In our blog post on 7 November 2016 we referred you to the appointment of the members of the Information Regulator – which is an independent juristic person in terms of the Protection of Personal Information Act – commonly referred to as “POPI”. The Information Regulator will be responsible for monitoring and enforcing compliance with both POPI and the Promotion of Access to Information Act 2000 (PAIA).

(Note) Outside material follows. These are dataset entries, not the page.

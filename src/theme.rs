use ratatui::style::{Color, Style};

pub struct Theme {
    pub root: Style,
    pub selected: Style,
    pub header: Style,
    pub highlight: Style,
    pub popup: Style,
    pub popup_cursor: Style,
    pub popup_selected: Style,
    pub running: Style,
    pub stopped: Style,
}

pub const THEME: Theme = Theme {
    root: Style::new(),
    selected: Style::new().fg(Color::Black).bg(Color::LightBlue),
    header: Style::new().bg(Color::Black),
    highlight: Style::new().bg(Color::DarkGray),
    popup: Style::new().fg(Color::White),
    popup_cursor: Style::new().fg(Color::LightBlue).bg(Color::Black),
    popup_selected: Style::new().fg(Color::Black).bg(Color::LightBlue),
    running: Style::new().fg(Color::Black).bg(Color::LightGreen),
    stopped: Style::new().fg(Color::Black).bg(Color::Gray),
};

The 5 members of the Information Regulator (Chairperson, 2 full-time and 2 part-time) have been appointed for a 5 year period that commenced the beginning of the month and according to a media statement issued by Adv. Tlakula (the Chairperson) on 2 December 2016, the Information Regulator held a meeting on 1 December 2016 to commence their function and duties. It has been confirmed that the full time member responsible for PAIA is Adv. Stroom-Nzama and the full time member responsible for POPI is Adv. Weapond.
The POPI commencement date has not been confirmed yet, but the general view in the industry is that 24 May 2017 is the likely day – as this will mean that compliance with POPI will be required as from the 25th of May 2018, which is also the date for compliance with the European Union’s General Data Protection Regulation.
In practice we are starting to see more clients focussing on POPI requirements and starting to create POPI awareness through training sessions and implementation of amended policies and practices. It would probably be unrealistic to think that POPI will mean a “quick fix” for all data concerns, but POPI will certainly play a big role to regulate the way in which companies manage data in future.